Der 2. Strafsenat des Bundesgerichtshofs hat auf Antrag des Generalbundesanwalts am 23. März 2001 gemäß § 349 Abs. 2 StPO beschlossen:

Die Revision des Angeklagten gegen das Urteil des Landgerichts

Darmstadt vom 17. August 2000 wird als unbegründet verworfen.

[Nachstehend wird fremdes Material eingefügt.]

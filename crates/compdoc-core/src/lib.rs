pub mod config;
pub mod discovery;
pub mod events;
pub mod filter;
pub mod generator;
pub mod inheritance;
pub mod prose;
pub mod source_map;
pub mod types;
pub mod writer;

pub use config::{ChildEntry, GeneratorConfig};
pub use discovery::discover_components;
pub use events::synthesize_events;
pub use filter::FilterPolicy;
pub use generator::Generator;
pub use inheritance::{candidate_stems, RootPropertyCache, StemStrategy};
pub use prose::{DirectoryProse, NoProse, ProseSource};
pub use types::{Candidate, CandidateKind};
pub use writer::{render, write_documents, OutputFormat};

Der Beschwerdeführer trägt die Kosten seines Rechtsmittels.

Gründe:

Das Landgericht hat den Angeklagten wegen Handeltreibens mit Betäubungsmitteln in nicht geringer Menge in fünf Fällen zu einer Gesamtfreiheitsstrafe von acht Jahren verurteilt und die Einziehung der bei ihm sichergestellten Rauschgiftmengen sowie den Verfall von Verkaufserlösen angeordnet. Seine hiergegen eingelegte, auf die allgemeine Sachrüge gestützte Revision ist

unbegründet im Sinne von § 349 Abs. 2 StPO.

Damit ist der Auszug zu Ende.